The app that transfers money by phone
Lifestyle

The app that transfers money by phone

Satispay, in other words, pay with satisfaction via smartphone. The start-up, founded two years ago by two young entrepreneurs just over thirty, marks a turning point in the system of payments and micropayments using the smartphone. It’s so radical as to lead us to consider it nothing less than a cultural revolution, and it can also contribute to combat tax evasion.

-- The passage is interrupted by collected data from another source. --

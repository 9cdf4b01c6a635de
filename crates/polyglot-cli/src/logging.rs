//! Tracing setup. Logs always go to stderr; stdout carries the stdio
//! protocol and submission output.

use crate::config::LoggingConfig;
use tracing_subscriber::{fmt, prelude::*, EnvFilter};

pub fn init_logging(config: &LoggingConfig) -> anyhow::Result<()> {
    let env_filter = match EnvFilter::try_from_default_env() {
        Ok(filter) => filter,
        Err(_) => EnvFilter::try_new(&config.level)?,
    };

    let subscriber = tracing_subscriber::registry().with(env_filter);

    match config.format.as_str() {
        "json" => subscriber
            .with(fmt::layer().json().with_target(true).with_writer(std::io::stderr))
            .try_init()?,
        _ => subscriber
            .with(fmt::layer().pretty().with_target(true).with_writer(std::io::stderr))
            .try_init()?,
    }

    Ok(())
}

The secret? Super-low prices (free for private consumers, only 20 cents commission for shopkeepers for amounts over 10 euros and free below that amount) and, unlike the credit card circuit, it bypasses all the intermediaries between the private consumer, the shopkeeper and the bank. All it takes is a click to link Satispay users with each other. “We are confident that the new generations, having grown up with the smartphone, will quickly get used to paying for their bread at the bakery down the street using the phone” says Alberto Dalmasso, 31, from Cuneo, founder with Dario Brignone and Samuele Pinta, both 32, of Satispay (from left in the photo). In a country where 90% of payments are still made in cash, where 70% of the population uses the credit card but which has the largest number of mobile phones of any country in Europe, his claim opens incredible scenarios for everyday micropayments all the way to exchanges of money between private individuals and friends.

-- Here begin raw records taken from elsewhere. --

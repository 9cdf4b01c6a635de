//! Kernel events

use crate::command::CommandRef;
use crate::error::Result;
use crate::events::{CommandFailed, CommandSucceeded};
use crate::identity::KernelUri;
use crate::registry::{EventKind, EventPayload};
use crate::routing::RoutingSlip;
use chrono::{DateTime, Utc};
use parking_lot::Mutex;
use std::fmt;
use std::sync::Arc;

/// A published, shared event
pub type EventRef = Arc<KernelEvent>;

/// A result produced while handling a command.
///
/// Always correlated to the command that produced it. The routing slip
/// records the hops the event travelled back through.
#[derive(Debug)]
pub struct KernelEvent {
    payload: Box<dyn EventPayload>,
    command: CommandRef,
    routing_slip: Mutex<RoutingSlip>,
    timestamp: DateTime<Utc>,
}

impl KernelEvent {
    pub fn new(payload: impl EventKind, command: CommandRef) -> Self {
        Self::from_payload(Box::new(payload), command)
    }

    pub fn from_payload(payload: Box<dyn EventPayload>, command: CommandRef) -> Self {
        Self {
            payload,
            command,
            routing_slip: Mutex::new(RoutingSlip::new()),
            timestamp: Utc::now(),
        }
    }

    pub fn kind_name(&self) -> &'static str {
        self.payload.kind_name()
    }

    pub fn payload(&self) -> &dyn EventPayload {
        self.payload.as_ref()
    }

    pub fn downcast<T: EventKind>(&self) -> Option<&T> {
        self.payload.as_any().downcast_ref::<T>()
    }

    pub fn is<T: EventKind>(&self) -> bool {
        self.payload.kind_name() == T::NAME
    }

    /// The command this event is correlated to
    pub fn command(&self) -> &CommandRef {
        &self.command
    }

    pub fn timestamp(&self) -> DateTime<Utc> {
        self.timestamp
    }

    /// `CommandSucceeded` or `CommandFailed`
    pub fn is_terminal(&self) -> bool {
        self.is::<CommandSucceeded>() || self.is::<CommandFailed>()
    }

    pub fn is_failure(&self) -> bool {
        self.is::<CommandFailed>()
    }

    pub fn routing_slip(&self) -> RoutingSlip {
        self.routing_slip.lock().clone()
    }

    pub fn stamp_routing_slip(&self, uri: &KernelUri) -> Result<()> {
        self.routing_slip.lock().stamp(uri)
    }

    /// Stamp `uri` unless it is already present
    pub fn stamp_if_absent(&self, uri: &KernelUri) -> bool {
        let mut slip = self.routing_slip.lock();
        if slip.contains(uri) {
            return false;
        }
        slip.stamp(uri).is_ok()
    }

    pub fn routing_slip_contains(&self, uri: &KernelUri) -> bool {
        self.routing_slip.lock().contains(uri)
    }

    pub fn set_routing_slip(&mut self, slip: RoutingSlip) {
        *self.routing_slip.get_mut() = slip;
    }

    pub fn into_ref(self) -> EventRef {
        Arc::new(self)
    }

    /// Take the event apart, e.g. to correlate its payload to another command
    pub fn into_parts(self) -> (Box<dyn EventPayload>, CommandRef, RoutingSlip) {
        (self.payload, self.command, self.routing_slip.into_inner())
    }
}

impl fmt::Display for KernelEvent {
    fn fmt(&self, f: &mut fmt::Formatter<'_>) -> fmt::Result {
        write!(f, "{} for {}", self.kind_name(), self.command)
    }
}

The App and the Satispay circuit function using the standard European SEPA code introduced in 2012, which has harmonized the system of payments in 33 European countries but that none of the banks has exploited to the fullest extent. All it needs to work is the IBAN bank code of the users “an inviolable number even in the hands of others, while the virus-proof structure of the mobile and 180,000 euros invested for the security of the application make it much safer than the credit card or online banking” Dalmasso adds. The tenor of the company's financing partners indicates the enormous potential of the system.  Supporting the three founders, who maintain control of the Board of Directors, are none other than Jonathan Weiner and Ray Iglesias (founders of the Google Wallet project), Jon Koplin (international division manager of Google Wallet), Nicola Carbonari (founder of Autoscout24), Giuseppe Donagemma (networks vice president of Samsung Electronics) and, as industrial partner, also Iccrea Banca, which brings a dowry of 6 million clients of the Italian BCC (cooperative credit banks).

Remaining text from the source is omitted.